When x = 1, y = 1, when x= 2, y = -1, when x = 3, y = 1,

a) if when x = 4, y = -1, what formula gives the nth term?

b) if when x = 4, y = 3, what formula gives the nth term?

Answer below in white text (highlight to see)

a) This is a nice puzzle when studying periodic graphs. Hopefully it should be clear that this is a periodic function – and so can be modelled with either sine or cosine graphs.

One possibility would be cos((n-1)pi)

b) This fits well when studying the absolute function – and transformations of graphs. Plotting the first 3 points, we can see they fit a transformed absolute value function – stretched by a factor of 2, and translated by (2,-1). So the function 2abs(x-2) -1 fits the points given.

This is a really nice puzzle we looked at at the IB HL workshop:

**When x = 1, y = 1, when x = 2, y = 2, when x = 3, y = 3 but when x = 4, y does not equal 4. Find a sequence which describes these points.**

There are an infinite number of answers, though not necessarily easy to find!
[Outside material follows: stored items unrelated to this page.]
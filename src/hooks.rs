//! Extension points and emitted events.
//!
//! Each extension point is an ordered list of pure transforms. The core
//! folds a value through the list in registration order; an empty list is
//! the identity.

use serde_json::Value;
use std::fmt;

type Transform<T> = Box<dyn Fn(T) -> T + Send + Sync>;
type NamedTransform = Box<dyn Fn(&str, Value) -> Value + Send + Sync>;
type Listener = Box<dyn Fn(&LanguageEvent) + Send + Sync>;

/// Ordered transforms for one extension point.
pub struct FilterChain<T> {
    handlers: Vec<Transform<T>>,
}

impl<T> FilterChain<T> {
    pub fn new() -> Self {
        Self { handlers: Vec::new() }
    }

    pub fn add(&mut self, handler: impl Fn(T) -> T + Send + Sync + 'static) {
        self.handlers.push(Box::new(handler));
    }

    pub fn apply(&self, value: T) -> T {
        self.handlers.iter().fold(value, |acc, handler| handler(acc))
    }

    pub fn len(&self) -> usize {
        self.handlers.len()
    }

    pub fn is_empty(&self) -> bool {
        self.handlers.is_empty()
    }
}

impl<T> Default for FilterChain<T> {
    fn default() -> Self {
        Self::new()
    }
}

impl<T> fmt::Debug for FilterChain<T> {
    fn fmt(&self, f: &mut fmt::Formatter<'_>) -> fmt::Result {
        write!(f, "FilterChain({} handlers)", self.handlers.len())
    }
}

/// Per-entity transforms; each handler receives the entity name.
#[derive(Default)]
pub struct EntityFilterChain {
    handlers: Vec<NamedTransform>,
}

impl EntityFilterChain {
    pub fn add(&mut self, handler: impl Fn(&str, Value) -> Value + Send + Sync + 'static) {
        self.handlers.push(Box::new(handler));
    }

    /// Register a transform that only runs for one entity name.
    pub fn add_for(
        &mut self,
        entity: &str,
        handler: impl Fn(Value) -> Value + Send + Sync + 'static,
    ) {
        let entity = entity.to_string();
        self.add(move |name, value| if name == entity { handler(value) } else { value });
    }

    pub fn apply(&self, entity: &str, value: Value) -> Value {
        self.handlers
            .iter()
            .fold(value, |acc, handler| handler(entity, acc))
    }
}

impl fmt::Debug for EntityFilterChain {
    fn fmt(&self, f: &mut fmt::Formatter<'_>) -> fmt::Result {
        write!(f, "EntityFilterChain({} handlers)", self.handlers.len())
    }
}

/// Notifications for downstream consumers.
#[derive(Debug, Clone, PartialEq, Eq)]
pub enum LanguageEvent {
    /// The active locale was bound for this request
    LocaleBound { locale: String, slug: String },

    /// The browser-redirect cookie disagreed with the resolved language
    LanguageChanged { previous: String, current: String },
}

/// All extension points, applied by the config aggregator and pipeline.
#[derive(Default)]
pub struct Hooks {
    pub load_config: FilterChain<Value>,
    pub posts_config: FilterChain<Value>,
    pub per_post_type_config: EntityFilterChain,
    pub taxonomies_config: FilterChain<Value>,
    pub per_taxonomy_config: EntityFilterChain,
    pub options_config: FilterChain<Value>,
    pub site_options_config: FilterChain<Value>,
    pub widgets_config: FilterChain<Value>,
    pub redirect_to_browser_language: FilterChain<bool>,
    listeners: Vec<Listener>,
}

impl Hooks {
    pub fn new() -> Self {
        Self::default()
    }

    pub fn on_event(&mut self, listener: impl Fn(&LanguageEvent) + Send + Sync + 'static) {
        self.listeners.push(Box::new(listener));
    }

    pub fn emit(&self, event: &LanguageEvent) {
        for listener in &self.listeners {
            listener(event);
        }
    }
}

impl fmt::Debug for Hooks {
    fn fmt(&self, f: &mut fmt::Formatter<'_>) -> fmt::Result {
        f.debug_struct("Hooks")
            .field("load_config", &self.load_config)
            .field("posts_config", &self.posts_config)
            .field("per_post_type_config", &self.per_post_type_config)
            .field("taxonomies_config", &self.taxonomies_config)
            .field("per_taxonomy_config", &self.per_taxonomy_config)
            .field("options_config", &self.options_config)
            .field("site_options_config", &self.site_options_config)
            .field("widgets_config", &self.widgets_config)
            .field("redirect_to_browser_language", &self.redirect_to_browser_language)
            .field("listeners", &self.listeners.len())
            .finish()
    }
}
If you are interested in the solutions, the answer is written below in white text, highlight to reveal!

Answer:

Two possible ways of tackling the problem –

1) as a polynomial – if y = (x-1)(x-2)(x-3) + x this satisfies the original question – as the brackets all cancel to zero for 1,2,3 but will remain for x = 4 onwards.

2) modelling as a function with absolute value. Notice that -(abs x ) will satisfy the correct shape – ie a linear increase and then divergence from this. By transformations therefore we can get -(abs(x-3) ) +3. This fits the graph for y=x for 1,2,3 before altering for y=4.